[INPUT DATA — start]

//! The module responsible for writing output data to disk.
use crate::sweep::{SweepAccumulator, SweepRow, ThresholdLookupRow};
use anyhow::{Context, Result, ensure};
use serde::Serialize;
use std::fs::{self, File};
use std::path::{Path, PathBuf};
use tempfile::NamedTempFile;

pub mod metadata;

/// The name of the folder maps are written to, inside the output folder
const MAPS_DIRECTORY_NAME: &str = "maps";

/// Get the default output folder for the project in the specified directory: a folder named after
/// the project inside `results_dir`
pub fn get_output_dir(project_dir: &Path, results_dir: &Path) -> Result<PathBuf> {
    // Get the project name from the dir path. This ends up being convoluted because we need to
    // check for all possible errors.
    let project_dir = project_dir
        .canonicalize() // canonicalise in case the user has specified "."
        .context("Could not resolve path to project")?;

    let project_name = project_dir
        .file_name()
        .context("Project cannot be in root folder")?
        .to_str()
        .context("Invalid chars in project dir name")?;

    Ok(results_dir.join(project_name))
}

/// The default folder for maps, given the folder containing the sweep results
pub fn get_maps_dir(output_dir: &Path) -> PathBuf {
    output_dir.join(MAPS_DIRECTORY_NAME)
}

/// Create a new output directory, if it doesn't already exist.
///
/// An existing non-empty folder is only reused if `allow_overwrite` is set, in which case its
/// contents are deleted first.
///
/// # Returns
///
/// Whether an existing folder's contents were deleted.
pub fn create_output_directory(output_dir: &Path, allow_overwrite: bool) -> Result<bool> {
    if output_dir.is_dir() {
        if output_dir.read_dir()?.next().is_none() {
            // Empty folder, so nothing to overwrite
            return Ok(false);
        }

        ensure!(
            allow_overwrite,
            "Output folder already exists and is not empty. Please delete it or pass \
             --overwrite."
        );
        fs::remove_dir_all(output_dir)?;
        fs::create_dir_all(output_dir)?;
        return Ok(true);
    }

    // Try to create the directory, with parents
    fs::create_dir_all(output_dir)?;

    Ok(false)
}

/// The path to the results table for a poverty-line strategy
pub fn results_file_path(output_dir: &Path, stem: &str) -> PathBuf {
    output_dir.join(format!("{stem}.csv"))
}

/// The path to the threshold lookup table for a poverty-line strategy
pub fn lines_file_path(output_dir: &Path, stem: &str) -> PathBuf {
    output_dir.join(format!("{stem}_lines.csv"))
}

/// A row type with a fixed column order
trait TableRow: Serialize {
    /// Column names, in the order the fields are serialised
    const COLUMNS: &'static [&'static str];
}

impl TableRow for SweepRow {
    const COLUMNS: &'static [&'static str] =
        &["group", "fgt0", "fgt1", "fgt2", "region", "tod", "p"];
}

impl TableRow for ThresholdLookupRow {
    const COLUMNS: &'static [&'static str] = &["region", "tod", "p", "value"];
}

/// Writes the tables produced by a sweep.
///
/// Each table is written to a temporary file which replaces the destination once complete, so a
/// table is either absent or whole.
pub struct ResultWriter<'a> {
    output_path: &'a Path,
}

impl<'a> ResultWriter<'a> {
    /// Create a new [`ResultWriter`] for the specified output folder
    pub fn new(output_path: &'a Path) -> Self {
        Self { output_path }
    }

    /// Write the results and threshold lookup tables of one strategy.
    ///
    /// # Arguments
    ///
    /// * `stem` - The strategy's output stem (e.g. `auto` for `auto.csv` and `auto_lines.csv`)
    /// * `accumulator` - The rows to write
    pub fn write(&self, stem: &str, accumulator: &SweepAccumulator) -> Result<()> {
        write_table(
            &results_file_path(self.output_path, stem),
            accumulator.results(),
        )?;
        write_table(
            &lines_file_path(self.output_path, stem),
            accumulator.lines(),
        )
    }
}

/// Write a file via a temporary file in the same folder, so the destination is never partial
pub fn write_atomically<F>(file_path: &Path, write: F) -> Result<()>
where
    F: FnOnce(&mut File) -> Result<()>,
{
    let dir = file_path
        .parent()
        .context("Output file has no parent folder")?;
    let mut temp = NamedTempFile::new_in(dir)
        .with_context(|| format!("Failed to create temporary file in {}", dir.display()))?;
    write(temp.as_file_mut())?;
    temp.persist(file_path)
        .with_context(|| format!("Failed to write {}", file_path.display()))?;

    Ok(())
}

/// Write a CSV table with a header row, even if there are no rows
fn write_table<T: TableRow>(file_path: &Path, rows: &[T]) -> Result<()> {
    write_atomically(file_path, |file| {
        let mut writer = csv::WriterBuilder::new()
            .has_headers(false)
            .from_writer(file);
        writer.write_record(T::COLUMNS)?;
        for row in rows {
            writer.serialize(row)?;
        }
        writer.flush()?;

        Ok(())
    })
}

[INPUT DATA — finish]

→ **TASK STATEMENT**: Retype the data shown above so that each line matches the original.

→ **YOUR RESPONSE**:
//! The module responsible for writing output data to disk.
use crate::sweep::{SweepAccumulator, SweepRow, ThresholdLookupRow};
use anyhow::{Context, Result, ensure};
use serde::Serialize;
use std::fs::{self, File};
use std::path::{Path, PathBuf};
use tempfile::NamedTempFile;

pub mod metadata;

/// The name of the folder maps are written to, inside the output folder
const MAPS_DIRECTORY_NAME: &str = "maps";

/// Get the default output folder for the project in the specified directory: a folder named after
/// the project inside `results_dir`
pub fn get_output_dir(project_dir: &Path, results_dir: &Path) -> Result<PathBuf> {
    // Get the project name from the dir path. This ends up being convoluted because we need to
    // check for all possible errors.
    let project_dir = project_dir
        .canonicalize() // canonicalise in case the user has specified "."
        .context("Could not resolve path to project")?;

    let project_name = project_dir
        .file_name()
        .context("Project cannot be in root folder")?
        .to_str()
        .context("Invalid chars in project dir name")?;

    Ok(results_dir.join(project_name))
}

/// The default folder for maps, given the folder containing the sweep results
pub fn get_maps_dir(output_dir: &Path) -> PathBuf {
    output_dir.join(MAPS_DIRECTORY_NAME)
}

/// Create a new output directory, if it doesn't already exist.
///
/// An existing non-empty folder is only reused if `allow_overwrite` is set, in which case its
/// contents are deleted first.
///
/// # Returns
///
/// Whether an existing folder's contents were deleted.
pub fn create_output_directory(output_dir: &Path, allow_overwrite: bool) -> Result<bool> {
    if output_dir.is_dir() {
        if output_dir.read_dir()?.next().is_none() {
            // Empty folder, so nothing to overwrite
            return Ok(false);
        }

        ensure!(
            allow_overwrite,
            "Output folder already exists and is not empty. Please delete it or pass \
             --overwrite."
        );
        fs::remove_dir_all(output_dir)?;
        fs::create_dir_all(output_dir)?;
        return Ok(true);
    }

    // Try to create the directory, with parents
    fs::create_dir_all(output_dir)?;

    Ok(false)
}

/// The path to the results table for a poverty-line strategy
pub fn results_file_path(output_dir: &Path, stem: &str) -> PathBuf {
    output_dir.join(format!("{stem}.csv"))
}

/// The path to the threshold lookup table for a poverty-line strategy
pub fn lines_file_path(output_dir: &Path, stem: &str) -> PathBuf {
    output_dir.join(format!("{stem}_lines.csv"))
}

/// A row type with a fixed column order
trait TableRow: Serialize {
    /// Column names, in the order the fields are serialised
    const COLUMNS: &'static [&'static str];
}

impl TableRow for SweepRow {
    const COLUMNS: &'static [&'static str] =
        &["group", "fgt0", "fgt1", "fgt2", "region", "tod", "p"];
}

impl TableRow for ThresholdLookupRow {
    const COLUMNS: &'static [&'static str] = &["region", "tod", "p", "value"];
}

/// Writes the tables produced by a sweep.
///
/// Each table is written to a temporary file which replaces the destination once complete, so a
/// table is either absent or whole.
pub struct ResultWriter<'a> {
    output_path: &'a Path,
}

impl<'a> ResultWriter<'a> {
    /// Create a new [`ResultWriter`] for the specified output folder
    pub fn new(output_path: &'a Path) -> Self {
        Self { output_path }
    }

    /// Write the results and threshold lookup tables of one strategy.
    ///
    /// # Arguments
    ///
    /// * `stem` - The strategy's output stem (e.g. `auto` for `auto.csv` and `auto_lines.csv`)
    /// * `accumulator` - The rows to write
    pub fn write(&self, stem: &str, accumulator: &SweepAccumulator) -> Result<()> {
        write_table(
            &results_file_path(self.output_path, stem),
            accumulator.results(),
        )?;
        write_table(
            &lines_file_path(self.output_path, stem),
            accumulator.lines(),
        )
    }
}

/// Write a file via a temporary file in the same folder, so the destination is never partial
pub fn write_atomically<F>(file_path: &Path, write: F) -> Result<()>
where
    F: FnOnce(&mut File) -> Result<()>,
{
    let dir = file_path
        .parent()
        .context("Output file has no parent folder")?;
    let mut temp = NamedTempFile::new_in(dir)
        .with_context(|| format!("Failed to create temporary file in {}", dir.display()))?;
    write(temp.as_file_mut())?;
    temp.persist(file_path)
        .with_context(|| format!("Failed to write {}", file_path.display()))?;

    Ok(())
}

/// Write a CSV table with a header row, even if there are no rows
fn write_table<T: TableRow>(file_path: &Path, rows: &[T]) -> Result<()> {
    write_atomically(file_path, |file| {
        let mut writer = csv::WriterBuilder::new()
            .has_headers(false)
            .from_writer(file);
        writer.write_record(T::COLUMNS)?;
        for row in rows {
            writer.serialize(row)?;
        }
        writer.flush()?;

        Ok(())
    })
}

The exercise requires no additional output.